Wednesday 4 Jul 2018, 16:00 → 17:30 Europe/Zurich

Documents:

• Schemas at https://docs.google.com/document/d/1cNm4nBl9ELhExwLxswpxLLNTuz8pT38-b_DewEyEWug/edit?usp=sharing 

Agenda:

• Discuss versioning
• Resolve comments

 

Actions from last time:

• @All read through the doc before pre-GDB
• @Hannah try a first draft of the glossary (some text already in flows document)
• @Andrea to continue "Flow document" and link to doc, add a little summary saying that we will follow the standard
• @Hannah add appendices (discovery)
• @Hannah ask Brian whether verification is standard
• @Mischa and Andrea to add Trust aspects to Verification, include Brian in discussions
• @Andrea normalise URLs and examples to WLCG jargon
• @Hannah make sure to talk about versioning in the next call
• @All to read through Operational Impacts Section and comment

Notes

• Off the wall question from Paul: in x509 certificates / OIDC Access Tokens we have an expiry time because we think they may be compromised, what happens when we convert between types? When converting a SciToken to a Macaroon they both have expiry times but it's not clear whether the expiry times should be identical. If not, there's a possibility to extend the lifetime of a token.
  • This scenario happens frequently in proxies
  • More complicated with refresh tokens included, maybe need an upstream check
  • Need to consider separate logic for access tokens and refresh tokens
  • Macaroons don't have the concept of a refresh token, makes converting a short OAuth2 token to a Macaroon not very useful for long running activities (e.g. jobs)
  • Is there anything enforcing this in MyProxy? No.

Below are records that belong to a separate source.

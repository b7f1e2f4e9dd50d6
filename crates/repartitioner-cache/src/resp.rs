//! RESP2 cache client.
//!
//! Speaks just enough of the Redis serialization protocol to issue `GET`,
//! `SET` and `PING` over one TCP connection.
//!
//! # Wire format
//!
//! ```text
//! Client → Server:
//!   *2\r\n$3\r\nGET\r\n$3\r\nABC\r\n      (array of bulk strings)
//!
//! Server → Client:
//!   $3\r\n123\r\n                         (bulk string)
//!   $-1\r\n                               (null bulk: key absent)
//!   +OK\r\n                               (simple string)
//!   -ERR message\r\n                      (error)
//! ```
//!
//! The connection is opened on first use and dropped after any I/O or
//! protocol fault; the next call reconnects.

use std::io::{BufRead, BufReader, Write};
use std::net::{TcpStream, ToSocketAddrs};
use std::sync::Mutex;
use std::time::Duration;

use tracing::debug;

use crate::client::CacheClient;
use crate::error::{CacheError, CacheResult};

/// Longest bulk string accepted from the server.
const MAX_BULK_LEN: usize = 512 * 1024 * 1024;

/// Largest array element count accepted from the server.
const MAX_ARRAY_LEN: usize = 1024 * 1024;

/// Upper bound on up-front allocation for an array reply.
const ARRAY_PREALLOC: usize = 16;

/// A decoded RESP2 reply.
#[derive(Debug, Clone, PartialEq, Eq)]
pub enum Reply {
    Simple(String),
    Error(String),
    Integer(i64),
    Bulk(Option<Vec<u8>>),
    Array(Option<Vec<Reply>>),
}

struct Connection {
    reader: BufReader<TcpStream>,
    writer: TcpStream,
}

impl Connection {
    fn command(&mut self, args: &[&[u8]]) -> CacheResult<Reply> {
        self.writer.write_all(&encode_command(args))?;
        self.writer.flush()?;
        read_reply(&mut self.reader)
    }
}

/// Cache client for Redis-compatible servers.
pub struct RespCache {
    address: String,
    connect_timeout: Duration,
    io_timeout: Duration,
    conn: Mutex<Option<Connection>>,
}

impl std::fmt::Debug for RespCache {
    fn fmt(&self, f: &mut std::fmt::Formatter<'_>) -> std::fmt::Result {
        f.debug_struct("RespCache")
            .field("address", &self.address)
            .field("io_timeout", &self.io_timeout)
            .finish()
    }
}

impl RespCache {
    /// Create a client for `address` (`host:port`). No connection is made yet.
    pub fn new(address: impl Into<String>, connect_timeout: Duration, io_timeout: Duration) -> Self {
        Self {
            address: address.into(),
            connect_timeout,
            io_timeout,
            conn: Mutex::new(None),
        }
    }

    pub fn address(&self) -> &str {
        &self.address
    }

    fn connect(&self) -> CacheResult<Connection> {
        let connect_err = |message: String| CacheError::Connect {
            address: self.address.clone(),
            message,
        };

        let addrs: Vec<_> = self
            .address
            .to_socket_addrs()
            .map_err(|e| connect_err(format!("dns resolution failed: {e}")))?
            .collect();
        if addrs.is_empty() {
            return Err(connect_err("no address found".to_string()));
        }

        let mut last_err = None;
        for addr in &addrs {
            match TcpStream::connect_timeout(addr, self.connect_timeout) {
                Ok(stream) => {
                    stream.set_read_timeout(Some(self.io_timeout))?;
                    stream.set_write_timeout(Some(self.io_timeout))?;
                    let _ = stream.set_nodelay(true);
                    let writer = stream.try_clone()?;
                    debug!(address = %self.address, %addr, "cache connection established");
                    return Ok(Connection {
                        reader: BufReader::new(stream),
                        writer,
                    });
                }
                Err(e) => last_err = Some(e),
            }
        }
        Err(connect_err(
            last_err.map(|e| e.to_string()).unwrap_or_default(),
        ))
    }

    fn execute(&self, args: &[&[u8]]) -> CacheResult<Reply> {
        let mut guard = self.conn.lock().map_err(|_| CacheError::Poisoned)?;
        if guard.is_none() {
            *guard = Some(self.connect()?);
        }
        let conn = guard.as_mut().ok_or(CacheError::Poisoned)?;

        let result = conn.command(args);
        if let Err(e) = &result {
            if e.is_connection_fault() {
                debug!(address = %self.address, error = %e, "dropping cache connection");
                *guard = None;
            }
        }
        result
    }
}

impl CacheClient for RespCache {
    fn get(&self, key: &str) -> CacheResult<Option<String>> {
        match self.execute(&[b"GET", key.as_bytes()])? {
            Reply::Bulk(None) => Ok(None),
            Reply::Bulk(Some(bytes)) => String::from_utf8(bytes)
                .map(Some)
                .map_err(|e| CacheError::Protocol(format!("GET {key}: non-utf8 value: {e}"))),
            Reply::Error(msg) => Err(CacheError::Server(msg)),
            other => Err(unexpected("GET", &other)),
        }
    }

    fn set(&self, key: &str, value: &str) -> CacheResult<()> {
        match self.execute(&[b"SET", key.as_bytes(), value.as_bytes()])? {
            Reply::Simple(s) if s == "OK" => Ok(()),
            Reply::Error(msg) => Err(CacheError::Server(msg)),
            other => Err(unexpected("SET", &other)),
        }
    }

    /// Send `PING` and expect `+PONG`.
    fn ping(&self) -> CacheResult<()> {
        match self.execute(&[b"PING"])? {
            Reply::Simple(s) if s == "PONG" => Ok(()),
            Reply::Error(msg) => Err(CacheError::Server(msg)),
            other => Err(unexpected("PING", &other)),
        }
    }

    fn backend_name(&self) -> &'static str {
        "resp"
    }
}

fn unexpected(command: &str, reply: &Reply) -> CacheError {
    match reply {
        Reply::Error(msg) => CacheError::Server(msg.clone()),
        other => CacheError::Protocol(format!("unexpected reply to {command}: {other:?}")),
    }
}

/// Encode a command as a RESP array of bulk strings.
pub fn encode_command(args: &[&[u8]]) -> Vec<u8> {
    let mut out = Vec::with_capacity(16 + args.iter().map(|a| a.len() + 16).sum::<usize>());
    out.extend_from_slice(format!("*{}\r\n", args.len()).as_bytes());
    for arg in args {
        out.extend_from_slice(format!("${}\r\n", arg.len()).as_bytes());
        out.extend_from_slice(arg);
        out.extend_from_slice(b"\r\n");
    }
    out
}

/// Read one complete reply from `reader`.
pub fn read_reply<R: BufRead>(reader: &mut R) -> CacheResult<Reply> {
    let line = read_line(reader)?;
    let (tag, rest) = line
        .split_first()
        .ok_or_else(|| CacheError::Protocol("empty reply line".to_string()))?;
    let text = || String::from_utf8_lossy(rest).into_owned();

    match tag {
        b'+' => Ok(Reply::Simple(text())),
        b'-' => Ok(Reply::Error(text())),
        b':' => Ok(Reply::Integer(parse_int(rest)?)),
        b'$' => {
            let len = parse_int(rest)?;
            if len < 0 {
                return Ok(Reply::Bulk(None));
            }
            let len = len as usize;
            if len > MAX_BULK_LEN {
                return Err(CacheError::Protocol(format!("bulk length {len} too large")));
            }
            let mut buf = vec![0u8; len + 2];
            reader.read_exact(&mut buf)?;
            if &buf[len..] != b"\r\n" {
                return Err(CacheError::Protocol("bulk string not CRLF terminated".to_string()));
            }
            buf.truncate(len);
            Ok(Reply::Bulk(Some(buf)))
        }
        b'*' => {
            let count = parse_int(rest)?;
            if count < 0 {
                return Ok(Reply::Array(None));
            }
            let count = count as usize;
            if count > MAX_ARRAY_LEN {
                return Err(CacheError::Protocol(format!("array length {count} too large")));
            }
            let mut items = Vec::with_capacity(count.min(ARRAY_PREALLOC));
            for _ in 0..count {
                items.push(read_reply(reader)?);
            }
            Ok(Reply::Array(Some(items)))
        }
        other => Err(CacheError::Protocol(format!(
            "unknown reply type byte {:?}",
            *other as char
        ))),
    }
}

fn read_line<R: BufRead>(reader: &mut R) -> CacheResult<Vec<u8>> {
    let mut line = Vec::new();
    let n = reader.read_until(b'\n', &mut line)?;
    if n == 0 {
        return Err(CacheError::Io(std::io::Error::new(
            std::io::ErrorKind::UnexpectedEof,
            "cache server closed the connection",
        )));
    }
    if !line.ends_with(b"\r\n") {
        return Err(CacheError::Protocol("reply line not CRLF terminated".to_string()));
    }
    line.truncate(line.len() - 2);
    Ok(line)
}

fn parse_int(bytes: &[u8]) -> CacheResult<i64> {
    std::str::from_utf8(bytes)
        .ok()
        .and_then(|s| s.parse::<i64>().ok())
        .ok_or_else(|| {
            CacheError::Protocol(format!("invalid integer {:?}", String::from_utf8_lossy(bytes)))
        })
}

Only on a credential basis, e.g. proxy cannot outlive certificate
    • http://grid.ncsa.illinois.edu/myproxy/authorization.html
• We need more input on Distribution of Trust, lack of agreement on use of OIDC Fed. 

Actions

• @Hannah to see whether we can have a BoF at CHEP - we would need a specific topic
• @Hannah extend glossary
• @Mischa to look at "Discovery" (now renamed, "Metadata Lookup")
• @Andrea add WLCG specific URLs
• @Andrea ask Brian whether aud has been restricted in SciTokens to a single value
• @Hannah to ping key people about pre-GDB
• @Hannah ask IanC about visitor cards and get back to the list, "If you plan to attend in person and require a visitor pass, please contact lcg.office AT cern.ch in advance of travel (please don't arrive at CERN without having arranged your pass in advance)."